▸ **Directions**
Reproduce the records below exactly, but only between the lines holding "matches!(self, Self::Empty)" and "assert_eq!(seat.reserved_at(), Some(7));", inclusive.

▸ **Records provided**
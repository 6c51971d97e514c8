//! Seat records and user letters.
//!
//! A seat is either [`Seat::Empty`] or carries a [`Reservation`]. Owner and
//! timestamp live inside the reservation, so an empty seat can never carry a
//! stale owner or time.

use std::fmt;

/// Identity of a normal user: a single upper-case ASCII letter `A`-`Z`.
#[derive(Debug, Clone, Copy, PartialEq, Eq, PartialOrd, Ord, Hash)]
pub struct UserLetter(u8);

impl UserLetter {
    /// Build from a character, folding lower case to upper case.
    ///
    /// Returns `None` for anything outside `a`-`z` / `A`-`Z`.
    pub fn new(c: char) -> Option<Self> {
        let upper = c.to_ascii_uppercase();
        upper.is_ascii_uppercase().then_some(Self(upper as u8))
    }

    /// Build from an ASCII byte as stored in a snapshot record.
    ///
    /// Unlike [`Self::new`], no case folding happens: only `b'A'..=b'Z'` is
    /// accepted.
    pub fn from_byte(byte: u8) -> Option<Self> {
        byte.is_ascii_uppercase().then_some(Self(byte))
    }

    /// The letter as a `char`.
    pub fn as_char(self) -> char {
        char::from(self.0)
    }

    /// The letter as its ASCII byte.
    pub fn as_byte(self) -> u8 {
        self.0
    }
}

impl fmt::Display for UserLetter {
    fn fmt(&self, f: &mut fmt::Formatter<'_>) -> fmt::Result {
        write!(f, "{}", self.as_char())
    }
}

/// Who placed a reservation.
#[derive(Debug, Clone, Copy, PartialEq, Eq, Hash)]
pub enum ReservationKind {
    /// Placed by the administrator on behalf of a user letter.
    ByAdmin,
    /// Placed by a normal user for their own letter.
    BySelf,
}

/// An occupied seat.
#[derive(Debug, Clone, Copy, PartialEq, Eq, Hash)]
pub struct Reservation {
    /// Who placed it.
    pub kind: ReservationKind,
    /// Letter the seat is held for.
    pub owner: UserLetter,
    /// Unix seconds at which the reservation was made.
    pub reserved_at: i64,
}

/// Flat status of a seat, mirroring the three values of the snapshot record.
#[derive(Debug, Clone, Copy, PartialEq, Eq, Hash)]
pub enum SeatStatus {
    /// Free.
    Empty,
    /// Reserved by the administrator.
    ReservedByAdmin,
    /// Reserved by the owning user.
    ReservedBySelf,
}

/// A single seat on a single day.
#[derive(Debug, Clone, Copy, PartialEq, Eq, Hash, Default)]
pub enum Seat {
    /// Free.
    #[default]
    Empty,
    /// Held by someone.
    Reserved(Reservation),
}

impl Seat {
    /// Flat status view.
    pub fn status(&self) -> SeatStatus {
        match self {
            Self::Empty => SeatStatus::Empty,
            Self::Reserved(r) => match r.kind {
                ReservationKind::ByAdmin => SeatStatus::ReservedByAdmin,
                ReservationKind::BySelf => SeatStatus::ReservedBySelf,
            },
        }
    }

    /// Owner letter. `None` iff the seat is empty.
    pub fn owner(&self) -> Option<UserLetter> {
        self.reservation().map(|r| r.owner)
    }

    /// Reservation time. `None` iff the seat is empty.
    pub fn reserved_at(&self) -> Option<i64> {
        self.reservation().map(|r| r.reserved_at)
    }

    /// The reservation, if any.
    pub fn reservation(&self) -> Option<&Reservation> {
        match self {
            Self::Empty => None,
            Self::Reserved(r) => Some(r),
        }
    }

    /// True when the seat is free.
    pub fn is_empty(&self) -> bool {
        matches!(self, Self::Empty)
    }
}

#[cfg(test)]
mod tests {
    use super::*;

    #[test]
    fn letters_fold_to_upper_case() {
        assert_eq!(UserLetter::new('b').map(UserLetter::as_char), Some('B'));
        assert_eq!(UserLetter::new('Z').map(UserLetter::as_char), Some('Z'));
        assert_eq!(UserLetter::new('1'), None);
        assert_eq!(UserLetter::new('é'), None);
    }

    #[test]
    fn stored_bytes_are_not_folded() {
        assert!(UserLetter::from_byte(b'Q').is_some());
        assert_eq!(UserLetter::from_byte(b'q'), None);
        assert_eq!(UserLetter::from_byte(0), None);
    }

    #[test]
    fn accessors_agree_with_status() {
        let owner = UserLetter::new('C').unwrap();
        let seat =
            Seat::Reserved(Reservation { kind: ReservationKind::BySelf, owner, reserved_at: 7 });

        assert_eq!(seat.status(), SeatStatus::ReservedBySelf);
        assert_eq!(seat.owner(), Some(owner));
        assert_eq!(seat.reserved_at(), Some(7));

        assert_eq!(Seat::Empty.status(), SeatStatus::Empty);
        assert_eq!(Seat::Empty.owner(), None);
        assert_eq!(Seat::Empty.reserved_at(), None);
    }
}
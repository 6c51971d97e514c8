//! Read-eval loop.
//!
//! Reads one command per line, executes it against a [`Runtime`] and writes
//! the result. Errors are printed and the loop continues, including lines
//! that are not valid UTF-8; only I/O failure on the console itself ends it
//! early. End of input behaves like `quit`.

use std::io::{self, BufRead, Write};

use carrel_core::{Command, Environment, Identity, Outcome, Persistence, Runtime, Storage};
use thiserror::Error;
use tracing::debug;

use crate::{
    commands::{Input, parse_line},
    render,
};

/// Console failure.
#[derive(Error, Debug)]
pub enum ReplError {
    /// Reading input or writing output failed.
    #[error("console I/O failed: {0}")]
    Io(#[from] io::Error),
}

/// Loop options.
#[derive(Debug, Clone, Copy, Default)]
pub struct ReplConfig {
    /// Print a prompt before each line (interactive terminals).
    pub prompt: bool,
}

/// Run until `quit` or end of input.
///
/// The library is saved on the way out either way.
pub fn run<S, E>(
    runtime: &mut Runtime<S, E>,
    mut input: impl BufRead,
    out: &mut impl Write,
    config: ReplConfig,
) -> Result<(), ReplError>
where
    S: Storage,
    E: Environment,
{
    let mut buf = Vec::new();

    loop {
        if config.prompt {
            write_prompt(out, runtime.library().session().identity())?;
        }

        buf.clear();
        if input.read_until(b'\n', &mut buf)? == 0 {
            debug!("end of input");
            execute(runtime, Command::Quit, out)?;
            return Ok(());
        }

        let Ok(line) = std::str::from_utf8(&buf) else {
            debug!(bytes = buf.len(), "skipping line that is not UTF-8");
            writeln!(out, "Error: input line is not valid UTF-8")?;
            continue;
        };
        let line = line.trim_end_matches(['\n', '\r']);

        let command = match parse_line(line) {
            Ok(Input::Nothing) => continue,
            Ok(Input::Help) => {
                render::write_help(out)?;
                continue;
            },
            Ok(Input::Command(command)) => command,
            Err(error) => {
                writeln!(out, "Error: {error}")?;
                continue;
            },
        };

        if execute(runtime, command, out)? {
            return Ok(());
        }
    }
}

/// Execute one command and report it. Returns true when the loop should stop.
fn execute<S, E>(
    runtime: &mut Runtime<S, E>,
    command: Command,
    out: &mut impl Write,
) -> Result<bool, ReplError>
where
    S: Storage,
    E: Environment,
{
    match runtime.execute(command) {
        Ok(outcome) => report(&outcome, out),
        Err(error) => {
            writeln!(out, "Error: {error}")?;
            Ok(false)
        },
    }
}

fn report(outcome: &Outcome, out: &mut impl Write) -> Result<bool, ReplError> {
    for response in &outcome.responses {
        render::write_response(out, response)?;
    }
    if let Persistence::Failed(error) = &outcome.persistence {
        if outcome.quit {
            writeln!(out, "Warning: final save failed: {error}")?;
        } else {
            writeln!(out, "Warning: change applied but not saved: {error}")?;
        }
    }
    if outcome.quit {
        writeln!(out, "Goodbye.")?;
    }
    Ok(outcome.quit)
}

fn write_prompt(out: &mut impl Write, identity: Option<Identity>) -> io::Result<()> {
    match identity {
        Some(identity) => write!(out, "carrel ({identity})> ")?,
        None => write!(out, "carrel> ")?,
    }
    out.flush()
}
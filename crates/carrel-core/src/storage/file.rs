//! File-backed snapshot storage.
//!
//! The whole grid is rewritten on every save. Bytes go to a sibling `.tmp`
//! file first and are renamed over the target, so a crash mid-write leaves the
//! previous snapshot intact.

use std::{
    ffi::OsString,
    fs, io,
    path::{Path, PathBuf},
    sync::Arc,
};

use tracing::{debug, info};

use super::{Storage, StorageError};
use crate::{grid::SeatGrid, snapshot};

/// Snapshot stored in a single file. Clone is cheap (Arc).
#[derive(Debug, Clone)]
pub struct FileStorage {
    path: Arc<PathBuf>,
}

impl FileStorage {
    /// Storage at `path`. The file is not touched until the first load/save.
    pub fn new(path: impl AsRef<Path>) -> Self {
        Self { path: Arc::new(path.as_ref().to_path_buf()) }
    }

    /// Location of the snapshot.
    pub fn path(&self) -> &Path {
        &self.path
    }

    fn temp_path(&self) -> PathBuf {
        let mut name = self.path.file_name().map(OsString::from).unwrap_or_default();
        name.push(".tmp");
        self.path.with_file_name(name)
    }
}

impl Storage for FileStorage {
    fn load(&self) -> Result<Option<SeatGrid>, StorageError> {
        let bytes = match fs::read(self.path.as_path()) {
            Ok(bytes) => bytes,
            Err(err) if err.kind() == io::ErrorKind::NotFound => {
                debug!(path = %self.path.display(), "no snapshot on disk");
                return Ok(None);
            },
            Err(err) => return Err(err.into()),
        };

        let grid = snapshot::decode(&bytes)?;
        info!(path = %self.path.display(), reserved = grid.reserved_count(), "snapshot loaded");
        Ok(Some(grid))
    }

    fn save(&self, grid: &SeatGrid) -> Result<(), StorageError> {
        let bytes = snapshot::encode_to_vec(grid);
        let temp = self.temp_path();

        fs::write(&temp, &bytes)?;
        if let Err(err) = fs::rename(&temp, self.path.as_path()) {
            // Best-effort cleanup; report the rename error.
            let _ = fs::remove_file(&temp);
            return Err(err.into());
        }

        debug!(path = %self.path.display(), bytes = bytes.len(), "snapshot saved");
        Ok(())
    }
}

▸ **Result**
        matches!(self, Self::Empty)
    }
}

#[cfg(test)]
mod tests {
    use super::*;

    #[test]
    fn letters_fold_to_upper_case() {
        assert_eq!(UserLetter::new('b').map(UserLetter::as_char), Some('B'));
        assert_eq!(UserLetter::new('Z').map(UserLetter::as_char), Some('Z'));
        assert_eq!(UserLetter::new('1'), None);
        assert_eq!(UserLetter::new('é'), None);
    }

    #[test]
    fn stored_bytes_are_not_folded() {
        assert!(UserLetter::from_byte(b'Q').is_some());
        assert_eq!(UserLetter::from_byte(b'q'), None);
        assert_eq!(UserLetter::from_byte(0), None);
    }

    #[test]
    fn accessors_agree_with_status() {
        let owner = UserLetter::new('C').unwrap();
        let seat =
            Seat::Reserved(Reservation { kind: ReservationKind::BySelf, owner, reserved_at: 7 });

        assert_eq!(seat.status(), SeatStatus::ReservedBySelf);
        assert_eq!(seat.owner(), Some(owner));
        assert_eq!(seat.reserved_at(), Some(7));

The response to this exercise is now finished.